[SPARK-21762][SQL] FileFormatWriter/BasicWriteTaskStatsTracker metrics collection fails if a new file isn't yet visible #18979

steveloughran · 2017-08-17T20:05:53Z

What changes were proposed in this pull request?

BasicWriteTaskStatsTracker.getFileSize() to catch FileNotFoundException, log @ info and then return 0 as a file size.

This ensures that if a newly created file isn't visible due to the store not always having create consistency, the metric collection doesn't cause the failure.

How was this patch tested?

New test suite included, BasicWriteTaskStatsTrackerSuite. This not only checks the resilience to missing files, but verifies the existing logic as to how file statistics are gathered.

Note that in the current implementation

if you call Tracker..getFinalStats() more than once, the file size count will increase by size of the last file. This could be fixed by clearing the filename field inside getFinalStats() itself.
If you pass in an empty or null string to Tracker.newFile(path) then IllegalArgumentException is raised, but only in getFinalStats(), rather than in newFile. There's a test for this behaviour in the new suite, as it verifies that only FNFEs get swallowed.

gatorsmile · 2017-08-17T20:38:02Z

.../test/scala/org/apache/spark/sql/execution/datasources/BasicWriteTaskStatsTrackerSuite.scala

+
+    // file 2 is noted, but not visible
+    tracker.newFile(file2.toString)
+    touch(file3)


yeah, you are right. Spurious. Harmless but wrong. I was playing around with different sequences to see if I could confuse things. Will cut

hvanhovell · 2017-08-17T20:45:55Z

cc @adrian-ionescu

gatorsmile · 2017-08-17T20:50:36Z

To mimic S3-like behavior, you can overwrite the file system spark.hadoop.fs.$scheme.impl

SparkQA · 2017-08-17T22:47:32Z

Test build #80803 has finished for PR 18979 at commit 2a113fd.

This patch passes all tests.
This patch merges cleanly.
This patch adds no public classes.

adrian-ionescu · 2017-08-18T06:29:04Z

Thanks for the fix and tests, @steveloughran!
Re 1. -- is there a need for calling getFinalStats() more than once? The function doc clearly states that it's not supported and may lead to undefined behaviour. Could be fixed, of course, but depending on the implementation of the stats tracker, that can be at the expense of additional memory or code complexity..

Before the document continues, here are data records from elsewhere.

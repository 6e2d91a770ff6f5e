//! Configuration, context, and result types for the cap search.

use rayon::{ThreadPool, ThreadPoolBuilder};
use tracing::debug;

use crate::cap::Cap;
use crate::coeffs::{generate_coefficients, CoefficientSet};
use crate::error::CapError;
use crate::space::{AffineSpace, Point};
use crate::validity::Eliminator;

/// Search configuration.
#[derive(Clone, Copy, Debug, PartialEq, Eq)]
pub struct SearchCfg {
    /// Elimination worker threads; 0 lets rayon pick (one per core).
    pub threads: usize,
    /// Waves with fewer tasks than this run on the search thread.
    pub inline_below: usize,
}

impl Default for SearchCfg {
    fn default() -> Self {
        Self {
            threads: 0,
            inline_below: 8,
        }
    }
}

/// Everything fixed for one (d, q, n) run.
pub struct SearchContext {
    space: AffineSpace,
    d: usize,
    coeffs: CoefficientSet,
    pool: ThreadPool,
    cfg: SearchCfg,
}

impl SearchContext {
    /// Build the context; `d > n` is clamped to `n`.
    pub fn new(space: AffineSpace, d: usize, cfg: SearchCfg) -> Result<Self, CapError> {
        let d = d.min(space.n());
        let coeffs = generate_coefficients(d, space.q());
        let pool = ThreadPoolBuilder::new()
            .num_threads(cfg.threads)
            .thread_name(|i| format!("elim-{i}"))
            .build()
            .map_err(|e| CapError::Pool {
                reason: e.to_string(),
            })?;
        debug!(
            d,
            q = space.q(),
            n = space.n(),
            threads = pool.current_num_threads(),
            "search context"
        );
        Ok(Self {
            space,
            d,
            coeffs,
            pool,
            cfg,
        })
    }

    #[inline]
    pub fn space(&self) -> &AffineSpace {
        &self.space
    }

    /// Flat dimension after clamping.
    #[inline]
    pub fn d(&self) -> usize {
        self.d
    }

    #[inline]
    pub fn coeffs(&self) -> &CoefficientSet {
        &self.coeffs
    }

    #[inline]
    pub fn cfg(&self) -> SearchCfg {
        self.cfg
    }

    pub fn eliminator(&self) -> Eliminator<'_> {
        Eliminator::new(&self.space, &self.coeffs, &self.pool, self.cfg.inline_below)
    }
}

/// Counters reported with every search result.
#[derive(Clone, Copy, Debug, Default, PartialEq, Eq)]
pub struct SearchStats {
    /// Recursion nodes entered.
    pub nodes: usize,
    /// Nodes without any valid extension.
    pub leaves: usize,
    pub waves: usize,
    pub tasks: usize,
}

/// Result of a search: the first maximum cap found and all caps of that size.
#[derive(Clone, Debug, PartialEq, Eq)]
pub struct SearchOutcome {
    pub best: Cap,
    pub maximal: Vec<Cap>,
    pub stats: SearchStats,
}

impl SearchOutcome {
    /// Outcome for a configuration that needs no search.
    pub fn single(cap: Cap) -> Self {
        Self {
            best: cap.clone(),
            maximal: vec![cap],
            stats: SearchStats::default(),
        }
    }
}

/// How an offered cap compared with the current maximum.
#[derive(Clone, Copy, Debug, PartialEq, Eq)]
pub enum Offer {
    Larger,
    Tie,
    Smaller,
}

/// Accumulator of the largest caps seen so far.
///
/// A strictly larger cap resets the list; an equal one is appended.
#[derive(Clone, Debug, Default)]
pub struct MaxCaps {
    caps: Vec<Cap>,
}

impl MaxCaps {
    pub fn offer(&mut self, cap: &[Point]) -> Offer {
        let verdict = match self.best_len() {
            None => Offer::Larger,
            Some(best) if cap.len() > best => Offer::Larger,
            Some(best) if cap.len() == best => Offer::Tie,
            Some(_) => Offer::Smaller,
        };
        match verdict {
            Offer::Larger => {
                self.caps.clear();
                self.caps.push(Cap::new(cap.to_vec()));
            }
            Offer::Tie => self.caps.push(Cap::new(cap.to_vec())),
            Offer::Smaller => {}
        }
        verdict
    }

    pub fn best_len(&self) -> Option<usize> {
        self.caps.first().map(Cap::len)
    }

    #[inline]
    pub fn len(&self) -> usize {
        self.caps.len()
    }

    #[inline]
    pub fn is_empty(&self) -> bool {
        self.caps.is_empty()
    }

    pub fn into_caps(self) -> Vec<Cap> {
        self.caps
    }
}
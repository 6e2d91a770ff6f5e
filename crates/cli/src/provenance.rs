use anyhow::{Context, Result};
use capsearch::{SolveReport, Solver};
use serde::Serialize;
use serde_json::json;
use std::ffi::OsString;
use std::fs;
use std::panic::Location;
use std::path::{Path, PathBuf};
use std::process::Command;

/// Write `<artifact>.provenance.json` next to a freshly searched solution:
/// git revision, callsite, the (d, q, n) and pool settings, and search counters.
#[track_caller]
pub fn write_sidecar(artifact: &Path, report: &SolveReport, solver: &Solver) -> Result<PathBuf> {
    let sidecar = sidecar_path(artifact);
    if let Some(parent) = sidecar.parent() {
        if !parent.as_os_str().is_empty() {
            fs::create_dir_all(parent)
                .with_context(|| format!("creating provenance dir {}", parent.display()))?;
        }
    }
    let sol = &report.solution;
    let callsite = Location::caller();
    let doc = json!({
        "code_rev": current_git_rev(),
        "capsearch": capsearch::VERSION,
        "callsite": {
            "file": callsite.file(),
            "line": callsite.line()
        },
        "params": params(report, solver),
        "result": {
            "cap_size": sol.cap_size(),
            "caps": sol.maximal.len(),
            "seed_size": report.seed_size,
            "nodes": report.stats.nodes,
            "leaves": report.stats.leaves,
            "waves": report.stats.waves,
            "tasks": report.stats.tasks,
            "secs": report.elapsed.as_secs_f64()
        },
        "outputs": [
            solver.store().best_path(sol.d, sol.q, sol.n).to_string_lossy(),
            artifact.to_string_lossy()
        ]
    });
    fs::write(&sidecar, serde_json::to_vec_pretty(&doc)?)
        .with_context(|| format!("writing {}", sidecar.display()))?;
    tracing::debug!(path = %sidecar.display(), "provenance");
    Ok(sidecar)
}

/// Inputs that reproduce a search.
#[derive(Serialize)]
struct Params {
    d: usize,
    q: u32,
    n: usize,
    threads: usize,
    inline_below: usize,
}

fn params(report: &SolveReport, solver: &Solver) -> Params {
    let sol = &report.solution;
    let cfg = solver.cfg();
    Params {
        d: sol.d,
        q: sol.q,
        n: sol.n,
        threads: cfg.threads,
        inline_below: cfg.inline_below,
    }
}

fn sidecar_path(artifact: &Path) -> PathBuf {
    let mut name = artifact
        .file_stem()
        .map(|s| s.to_os_string())
        .unwrap_or_else(|| OsString::from("solution"));
    name.push(".provenance.json");
    artifact.with_file_name(name)
}

/// `GIT_COMMIT` (build time, then run time), else `git rev-parse HEAD`, else "unknown".
pub fn current_git_rev() -> String {
    let from_env = option_env!("GIT_COMMIT")
        .map(str::to_string)
        .or_else(|| std::env::var("GIT_COMMIT").ok())
        .filter(|rev| !rev.is_empty());
    if let Some(rev) = from_env {
        return rev;
    }
    Command::new("git")
        .args(["rev-parse", "HEAD"])
        .output()
        .ok()
        .filter(|output| output.status.success())
        .and_then(|output| String::from_utf8(output.stdout).ok())
        .map(|s| s.trim().to_string())
        .unwrap_or_else(|| "unknown".to_string())
}

#[cfg(test)]
mod tests {
    use super::*;
    use capsearch::{SearchCfg, SolutionStore};
    use serde_json::Value;
    use tempfile::tempdir;

    #[test]
    fn sidecar_path_replaces_extension() {
        let base = Path::new("/tmp/results/1_3_2_all.json");
        assert_eq!(
            sidecar_path(base),
            Path::new("/tmp/results/1_3_2_all.provenance.json")
        );
    }

    #[test]
    fn sidecar_records_params_and_outputs() {
        let dir = tempdir().unwrap();
        let solver = Solver::new(SolutionStore::new(dir.path()), SearchCfg::default());
        let report = solver.solve(1, 3, 2).unwrap();
        let artifact = solver.store().all_path(1, 3, 2);
        let path = write_sidecar(&artifact, &report, &solver).unwrap();
        let parsed: Value = serde_json::from_slice(&fs::read(path).unwrap()).unwrap();
        assert_eq!(parsed["params"]["q"], 3);
        assert_eq!(parsed["result"]["cap_size"], 4);
        assert_eq!(parsed["outputs"][1], artifact.to_string_lossy().as_ref());
    }
}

rxin · 2017-08-18T06:29:53Z

sql/core/src/main/scala/org/apache/spark/sql/execution/datasources/BasicWriteStatsTracker.scala

+      case e: FileNotFoundException =>
+        // may arise against eventually consistent object stores
+        logInfo(s"File $path is not yet visible", e)
+        0


hm i feel this would be dangerous; nowhere did we document that this would return an incorrect size ...

The problem is: what can be picked up if the file isn't yet reported as present by the endpoint? Adding a bool to say "results are unreliable" could be used as a warning.

One thing to consider long term is: if hadoop FS output streams added a simple <String, Long> map of statistics, could they be picked up by committers & then aggregated in job reports. Hadoop filesystems have statistics (simple ones in Hadoop <= 2.7, an arbitrary map of String -> Long in 2.8 (with standard key names across filesystems), and certainly today S3ABlockOutputStream collects stats on individual streams. If that was made visible and collected, you could get a lot more detail on what is going on. Thoughts?

+I could a comment in the docs somewhere to state that metrics in the cloud may not be consistent.

viirya · 2017-08-18T07:30:52Z

.../test/scala/org/apache/spark/sql/execution/datasources/BasicWriteTaskStatsTrackerSuite.scala

+    val tracker = new BasicWriteTaskStatsTracker(conf)
+    tracker.newFile(file.toString)
+    touch(file)
+    assertStats(tracker, 1, 0)


We may not be able to differentiate between 0 byte file and Missing File in final metrics.

I'm assuming that the file will eventually come into existence; that its absence straight after collection is simply a transient create inconsistency of the endpoint, like a brief caching of negative HEAD/GET requests (which AWS S3 does do as part of its DoS defences). The files will be there later.

One option: count the #of missing files and include that in the report. It shouldn't be a metric most of the time though: never on a "real" FS or consistent object store, rarely on an inconsistent one

viirya · 2017-08-18T07:46:25Z

Btw, as the file path passed to state tracker should be task temp file, is it common to directly use S3 as temp file output destination?

steveloughran · 2017-08-18T09:42:18Z

Currently nobody should be using s3a:// at the the temp file destination, which is the same as saying "nobody should be using s3a:// as the direct destination of work", not without a special committer (Netflix, IBM's stocator, ...) or without something to give S3 list consistency. Because today, task commit relies on a list & rename of all files in the task attempt dir, and if you don't get list consistency, you can miss out on files. If you ever hear anyone complaining "it takes too long to commit to s3" then they are using it this way. Tell them to use a consistency layer or to stop it :)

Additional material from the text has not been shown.